Le phénotype d'arthrose lié au vieillissement 6: L'accumulation de produits avancés de glycation (AGE) durant vieillissement tissulaire fait partie du phénotype de l'arthrose liée au vieillissement. Ces AGE modifient les propriétés biomécaniques du cartilage et induisent une activation des chondrocytes. Nous avons observé une accumulation d’un AGE, la CML (Nε-carboxymethyl-lysine) dans le cartilage des patients arthrosiques, cette accumulation étant plus marquée avec chez les patients âgés. Un tel phénomène pourrait être dû à une altération chondrocytaire du mécanisme adaptatif du Glo-1, une enzyme détoxifiante qui élimine le glyoxal, le précurseur de CML. Cette altération de l'activité enzymatique du Glo-1 pourrait être due à une inflammation liée à l'IL-1 et impliquerait aussi le stress oxydatif.

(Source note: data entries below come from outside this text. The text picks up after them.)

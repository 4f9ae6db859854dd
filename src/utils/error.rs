use thiserror::Error;

#[derive(Error, Debug)]
pub enum BackupError {
    #[error("Zip operation failed: {0}")]
    ZipError(#[from] zip::result::ZipError),

    #[error("IO error: {0}")]
    IoError(#[from] std::io::Error),

    #[error("Serialization error: {0}")]
    SerializationError(#[from] serde_json::Error),

    #[error("Configuration error: {message}")]
    ConfigError { message: String },

    #[error("Missing configuration field: {field}")]
    MissingConfigError { field: String },

    #[error("Invalid value '{value}' for {field}: {reason}")]
    InvalidConfigValueError {
        field: String,
        value: String,
        reason: String,
    },

    #[error("Unable to assume role in account {account}: {message}")]
    CredentialError { account: String, message: String },

    #[error("Discovery failed for account {account}{}: {message}", zone_suffix(.zone))]
    DiscoveryError {
        account: String,
        zone: Option<String>,
        message: String,
    },

    #[error("Invalid zone {zone}: {message}")]
    ZoneFileError { zone: String, message: String },

    #[error("Storage operation on '{path}' failed: {message}")]
    StorageError { path: String, message: String },

    #[error("Backup run was cancelled")]
    Cancelled,
}

#[derive(Debug, Clone, Copy, PartialEq, Eq)]
pub enum ErrorSeverity {
    Low,
    Medium,
    High,
    Critical,
}

impl ErrorSeverity {
    /// Process exit status for a run that ended with this severity.
    pub fn exit_code(self) -> i32 {
        match self {
            Self::Low => 130, // interrupted
            Self::Medium => 2,
            Self::High => 1,
            Self::Critical => 3,
        }
    }
}

impl BackupError {
    pub fn config(message: impl Into<String>) -> Self {
        Self::ConfigError {
            message: message.into(),
        }
    }

    pub fn storage(path: impl Into<String>, message: impl std::fmt::Display) -> Self {
        Self::StorageError {
            path: path.into(),
            message: message.to_string(),
        }
    }

    pub fn severity(&self) -> ErrorSeverity {
        match self {
            Self::Cancelled => ErrorSeverity::Low,
            Self::CredentialError { .. } | Self::DiscoveryError { .. } => ErrorSeverity::Medium,
            Self::ZoneFileError { .. } | Self::SerializationError(_) | Self::ZipError(_) => {
                ErrorSeverity::High
            }
            Self::ConfigError { .. }
            | Self::MissingConfigError { .. }
            | Self::InvalidConfigValueError { .. }
            | Self::StorageError { .. }
            | Self::IoError(_) => ErrorSeverity::Critical,
        }
    }

    pub fn recovery_suggestion(&self) -> &'static str {
        match self {
            Self::ConfigError { .. }
            | Self::MissingConfigError { .. }
            | Self::InvalidConfigValueError { .. } => {
                "Check the configuration file and DNS_BACKUP_* environment variables"
            }
            Self::CredentialError { .. } => {
                "Verify the role exists in the target account and trusts the calling identity"
            }
            Self::DiscoveryError { .. } => {
                "Verify the assumed role grants route53:ListHostedZones and route53:ListResourceRecordSets"
            }
            Self::ZoneFileError { .. } => {
                "Inspect zones/records.json for the zone; its apex SOA record is missing or malformed"
            }
            Self::StorageError { .. } | Self::IoError(_) => {
                "Check that the storage location exists and is writable"
            }
            Self::SerializationError(_) | Self::ZipError(_) => {
                "Re-run the backup; the snapshot could not be encoded"
            }
            Self::Cancelled => "The run was interrupted; the next scheduled run starts from scratch",
        }
    }
}

fn zone_suffix(zone: &Option<String>) -> String {
    zone.as_deref()
        .map(|z| format!(" (zone {z})"))
        .unwrap_or_default()
}

pub type Result<T> = std::result::Result<T, BackupError>;

#[cfg(test)]
mod tests {
    use super::*;

    #[test]
    fn test_discovery_error_message_includes_zone() {
        let err = BackupError::DiscoveryError {
            account: "111111111111".to_string(),
            zone: Some("example.com.".to_string()),
            message: "throttled".to_string(),
        };
        assert_eq!(
            err.to_string(),
            "Discovery failed for account 111111111111 (zone example.com.): throttled"
        );

        let err = BackupError::DiscoveryError {
            account: "111111111111".to_string(),
            zone: None,
            message: "denied".to_string(),
        };
        assert_eq!(
            err.to_string(),
            "Discovery failed for account 111111111111: denied"
        );
    }

    #[test]
    fn test_severity_classification() {
        assert_eq!(BackupError::config("bad").severity(), ErrorSeverity::Critical);
        assert_eq!(
            BackupError::ZoneFileError {
                zone: "example.com.".to_string(),
                message: "no SOA".to_string(),
            }
            .severity(),
            ErrorSeverity::High
        );
        assert_eq!(BackupError::Cancelled.severity(), ErrorSeverity::Low);
    }

    #[test]
    fn test_cancelled_run_exits_non_zero() {
        assert_eq!(BackupError::Cancelled.severity().exit_code(), 130);
        assert_eq!(BackupError::config("bad").severity().exit_code(), 3);
    }
}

Au-delà de l'approche phénotypique de l'arthrose, nous avons également une vision intégrative de la pathophysiologie de l'arthrose. En substance, nous étudions le rôle du système nerveux autonome (et en particulier de son principal médiateur, l'acétylcholine) dans la physiopathologie l'arthrose et l’inflammation articulaire. A l’aide d'une méthode récente qui utilise un protocole d'immunomarquage 3D de l'ensemble de l'articulation, nous étudions l'innervation cholinergique des tissus articulaires (os sous-chondral et synovial) dans des échantillons articulaires humains et murins (collaboration avec Alain CHEDOTAL Institut de la Vision, INSERM, Paris, France). Nous cherchons aussi à déterminer si les chondrocytes et les ostéoblastes sont capables de produire eux-mêmes de l'acétylcholine (correspondant à une production non neuronale de l'acétylcholine) et si l’axe acétylcholine/récepteurs de l’acétylcholine (récepteur alpha-7 nicotinique (Chrna7)) peut réguler l'inflammation articulaire 7 (collaboration avec Uwe MASKOS, Unité de neurobiologie intégrative des systèmes cholinergiques, CNRS UMR 3571, Institut Pasteur, Paris, France).